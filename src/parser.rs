//! Statement parsing.
//!
//! This module defines the parser contract every input format implements,
//! plus a generic column-mapped CSV parser that covers the common case of
//! bank exports with one transaction per row.

use crate::error::{Error, Result};
use crate::statement::{generate_unique_transaction_id, Statement, StatementLine};
use chrono::{NaiveDate, NaiveDateTime};
use csv::{ReaderBuilder, StringRecord};
use rust_decimal::Decimal;
use std::collections::HashSet;
use std::io::Read;
use std::str::FromStr;

/// Contract for turning one input document into a [`Statement`].
///
/// Implementations own their source and configuration; `parse` consumes the
/// input and either returns a complete statement or the first error
/// encountered. There is no partial success.
pub trait StatementParser {
    /// Parse the input into a statement.
    fn parse(&mut self) -> Result<Statement>;
}

/// Destination field for one mapped CSV column.
///
/// The field determines the parse path: `Date`/`DateUser` parse with the
/// configured date format, `Amount` parses as a decimal, everything else is
/// kept as text.
#[derive(Debug, Clone, Copy, PartialEq, Eq)]
pub enum Field {
    /// Transaction id (FITID).
    Id,
    /// Posting date.
    Date,
    /// User-initiated date.
    DateUser,
    /// Counterparty name.
    Payee,
    /// Free-form memo.
    Memo,
    /// Transaction amount.
    Amount,
    /// Check number.
    CheckNo,
    /// Bank reference number.
    RefNum,
}

impl FromStr for Field {
    type Err = Error;

    fn from_str(s: &str) -> Result<Self> {
        match s.to_lowercase().as_str() {
            "id" => Ok(Field::Id),
            "date" => Ok(Field::Date),
            "date_user" | "dateuser" => Ok(Field::DateUser),
            "payee" => Ok(Field::Payee),
            "memo" => Ok(Field::Memo),
            "amount" => Ok(Field::Amount),
            "check_no" | "checkno" => Ok(Field::CheckNo),
            "refnum" | "ref_num" => Ok(Field::RefNum),
            _ => Err(Error::InvalidValue(format!("unknown field: {s}"))),
        }
    }
}

/// Default date format for CSV input.
pub const DEFAULT_DATE_FORMAT: &str = "%Y-%m-%d";

/// Generic CSV statement parser.
///
/// Columns are mapped to [`Field`]s by zero-based index; the mapping is
/// fixed at construction. Rows that are entirely blank are skipped. Lines
/// without a mapped id get a deterministic generated one, so two runs over
/// the same input produce the same ids.
///
/// # Examples
///
/// ```
/// use stmt2ofx::parser::{CsvStatementParser, StatementParser};
///
/// let data = "2020-01-02,Grocery store,-15.40\n";
/// let mut parser = CsvStatementParser::new(data.as_bytes());
/// let statement = parser.parse()?;
/// assert_eq!(statement.lines.len(), 1);
/// # Ok::<(), stmt2ofx::Error>(())
/// ```
#[derive(Debug)]
pub struct CsvStatementParser<R: Read> {
    reader: R,
    mappings: Vec<(Field, usize)>,
    date_format: String,
    statement: Statement,
}

impl<R: Read> CsvStatementParser<R> {
    /// Create a parser with the default `date,memo,amount` column layout.
    pub fn new(reader: R) -> Self {
        Self {
            reader,
            mappings: vec![(Field::Date, 0), (Field::Memo, 1), (Field::Amount, 2)],
            date_format: DEFAULT_DATE_FORMAT.to_string(),
            statement: Statement::default(),
        }
    }

    /// Replace the column mapping.
    pub fn with_mappings(mut self, mappings: Vec<(Field, usize)>) -> Self {
        self.mappings = mappings;
        self
    }

    /// Set the date format (chrono `strftime` syntax).
    pub fn with_date_format(mut self, date_format: impl Into<String>) -> Self {
        self.date_format = date_format.into();
        self
    }

    /// Seed the statement the parsed lines are appended to, carrying
    /// account metadata the CSV itself does not contain.
    pub fn with_statement(mut self, statement: Statement) -> Self {
        self.statement = statement;
        self
    }

    fn parse_record(&self, line_no: usize, record: &StringRecord) -> Result<StatementLine> {
        let mut line = StatementLine::default();
        for &(field, column) in &self.mappings {
            let value = record.get(column).ok_or_else(|| Error::Parse {
                line: line_no,
                message: format!("missing column {column}"),
            })?;
            let value = value.trim();
            if value.is_empty() {
                continue;
            }
            match field {
                Field::Id => line.id = Some(value.to_string()),
                Field::Date => line.date = Some(self.parse_date(line_no, value)?),
                Field::DateUser => line.date_user = Some(self.parse_date(line_no, value)?),
                Field::Payee => line.payee = Some(value.to_string()),
                Field::Memo => line.memo = Some(value.to_string()),
                Field::Amount => line.amount = Some(parse_amount(line_no, value)?),
                Field::CheckNo => line.check_no = Some(value.to_string()),
                Field::RefNum => line.refnum = Some(value.to_string()),
            }
        }
        Ok(line)
    }

    fn parse_date(&self, line_no: usize, value: &str) -> Result<NaiveDateTime> {
        if let Ok(datetime) = NaiveDateTime::parse_from_str(value, &self.date_format) {
            return Ok(datetime);
        }
        NaiveDate::parse_from_str(value, &self.date_format)
            .map(|date| date.and_hms_opt(0, 0, 0).unwrap_or_default())
            .map_err(|_| Error::Parse {
                line: line_no,
                message: format!("invalid date: {value}"),
            })
    }
}

impl<R: Read> StatementParser for CsvStatementParser<R> {
    fn parse(&mut self) -> Result<Statement> {
        let records: Vec<csv::Result<StringRecord>> = ReaderBuilder::new()
            .has_headers(false)
            .flexible(true)
            .from_reader(&mut self.reader)
            .records()
            .collect();

        let mut statement = std::mem::take(&mut self.statement);
        let mut txnids: HashSet<String> = HashSet::new();

        for (index, result) in records.into_iter().enumerate() {
            let line_no = index + 1;
            let record = result.map_err(|err| Error::Parse {
                line: line_no,
                message: err.to_string(),
            })?;

            if record.iter().all(|value| value.trim().is_empty()) {
                continue;
            }

            let mut line = self.parse_record(line_no, &record)?;
            if line.id.is_none() {
                line.id = Some(generate_unique_transaction_id(&line, &mut txnids));
            }
            line.assert_valid()?;
            statement.add_line(line);
        }

        Ok(statement)
    }
}

fn parse_amount(line_no: usize, value: &str) -> Result<Decimal> {
    // Tolerate "1 540,00" style amounts
    let cleaned = value.trim().replace(' ', "").replace(',', ".");
    Decimal::from_str(&cleaned).map_err(|_| Error::Parse {
        line: line_no,
        message: format!("invalid amount: {value}"),
    })
}

#[cfg(test)]
mod tests {
    use super::*;
    use chrono::NaiveDate;

    fn dt(year: i32, month: u32, day: u32) -> NaiveDateTime {
        NaiveDate::from_ymd_opt(year, month, day)
            .unwrap()
            .and_hms_opt(0, 0, 0)
            .unwrap()
    }

    #[test]
    fn test_parse_default_layout() {
        let data = "2020-01-02,Grocery store,-15.40\n2020-01-03,Salary,1000\n";
        let statement = CsvStatementParser::new(data.as_bytes()).parse().unwrap();

        assert_eq!(statement.lines.len(), 2);
        assert_eq!(statement.lines[0].date, Some(dt(2020, 1, 2)));
        assert_eq!(statement.lines[0].memo.as_deref(), Some("Grocery store"));
        assert_eq!(statement.lines[0].amount, Some("-15.40".parse().unwrap()));
        assert_eq!(statement.lines[1].amount, Some("1000".parse().unwrap()));
    }

    #[test]
    fn test_generated_ids_are_deterministic_and_unique() {
        let data = "2020-01-02,Coffee,-3.50\n2020-01-02,Coffee,-3.50\n";
        let first = CsvStatementParser::new(data.as_bytes()).parse().unwrap();
        let second = CsvStatementParser::new(data.as_bytes()).parse().unwrap();

        let id0 = first.lines[0].id.clone().unwrap();
        let id1 = first.lines[1].id.clone().unwrap();
        assert_ne!(id0, id1);
        assert_eq!(id1, format!("{id0}-1"));
        // Same input, same ids on a fresh run.
        assert_eq!(second.lines[0].id.as_deref(), Some(id0.as_str()));
        assert_eq!(second.lines[1].id.as_deref(), Some(id1.as_str()));
    }

    #[test]
    fn test_custom_mapping_and_date_format() {
        let data = "T-1,02.01.2020,-15.40,Grocery store,John's\n";
        let statement = CsvStatementParser::new(data.as_bytes())
            .with_mappings(vec![
                (Field::Id, 0),
                (Field::Date, 1),
                (Field::Amount, 2),
                (Field::Memo, 3),
                (Field::Payee, 4),
            ])
            .with_date_format("%d.%m.%Y")
            .parse()
            .unwrap();

        let line = &statement.lines[0];
        assert_eq!(line.id.as_deref(), Some("T-1"));
        assert_eq!(line.date, Some(dt(2020, 1, 2)));
        assert_eq!(line.payee.as_deref(), Some("John's"));
    }

    #[test]
    fn test_blank_rows_are_skipped() {
        let data = "2020-01-02,Coffee,-3.50\n,,\n2020-01-03,Tea,-2.00\n";
        let statement = CsvStatementParser::new(data.as_bytes()).parse().unwrap();
        assert_eq!(statement.lines.len(), 2);
    }

    #[test]
    fn test_invalid_amount_reports_line_number() {
        let data = "2020-01-02,Coffee,-3.50\n2020-01-03,Tea,not-a-number\n";
        let err = CsvStatementParser::new(data.as_bytes()).parse().unwrap_err();
        match err {
            Error::Parse { line, message } => {
                assert_eq!(line, 2);
                assert!(message.contains("not-a-number"));
            }
            other => panic!("unexpected error: {other:?}"),
        }
    }

    #[test]
    fn test_invalid_date_reports_line_number() {
        let data = "garbage,Coffee,-3.50\n";
        let err = CsvStatementParser::new(data.as_bytes()).parse().unwrap_err();
        match err {
            Error::Parse { line, .. } => assert_eq!(line, 1),
            other => panic!("unexpected error: {other:?}"),
        }
    }

    #[test]
    fn test_missing_mapped_column() {
        let data = "2020-01-02,Coffee\n";
        let err = CsvStatementParser::new(data.as_bytes()).parse().unwrap_err();
        match err {
            Error::Parse { line, message } => {
                assert_eq!(line, 1);
                assert!(message.contains("column 2"));
            }
            other => panic!("unexpected error: {other:?}"),
        }
    }

    #[test]
    fn test_seeded_statement_metadata_is_kept() {
        let data = "2020-01-02,Coffee,-3.50\n";
        let statement = CsvStatementParser::new(data.as_bytes())
            .with_statement(Statement::new("BID", "ACC-1", "EUR"))
            .parse()
            .unwrap();

        assert_eq!(statement.bank_id.as_deref(), Some("BID"));
        assert_eq!(statement.account_id.as_deref(), Some("ACC-1"));
        assert_eq!(statement.currency.as_deref(), Some("EUR"));
        assert_eq!(statement.lines.len(), 1);
    }

    #[test]
    fn test_amount_cleanup() {
        assert_eq!(
            parse_amount(1, "1 540,00").unwrap(),
            "1540.00".parse::<Decimal>().unwrap()
        );
        assert_eq!(
            parse_amount(1, "-15.4").unwrap(),
            "-15.4".parse::<Decimal>().unwrap()
        );
    }

    #[test]
    fn test_field_from_str() {
        assert_eq!("date".parse::<Field>().unwrap(), Field::Date);
        assert_eq!("DATE_USER".parse::<Field>().unwrap(), Field::DateUser);
        assert_eq!("check_no".parse::<Field>().unwrap(), Field::CheckNo);
        assert!("frobnicate".parse::<Field>().is_err());
    }
}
■ ■ ■ ■ ■
**Exercise description**
Repeat every line of the data word for word until you have repeated the line that contains "transaction per row.", which is the last one to include.

**Solution for this problem**
filename src/parser.rs
//! Statement parsing.
//!
//! This module defines the parser contract every input format implements,
//! plus a generic column-mapped CSV parser that covers the common case of
//! bank exports with one transaction per row.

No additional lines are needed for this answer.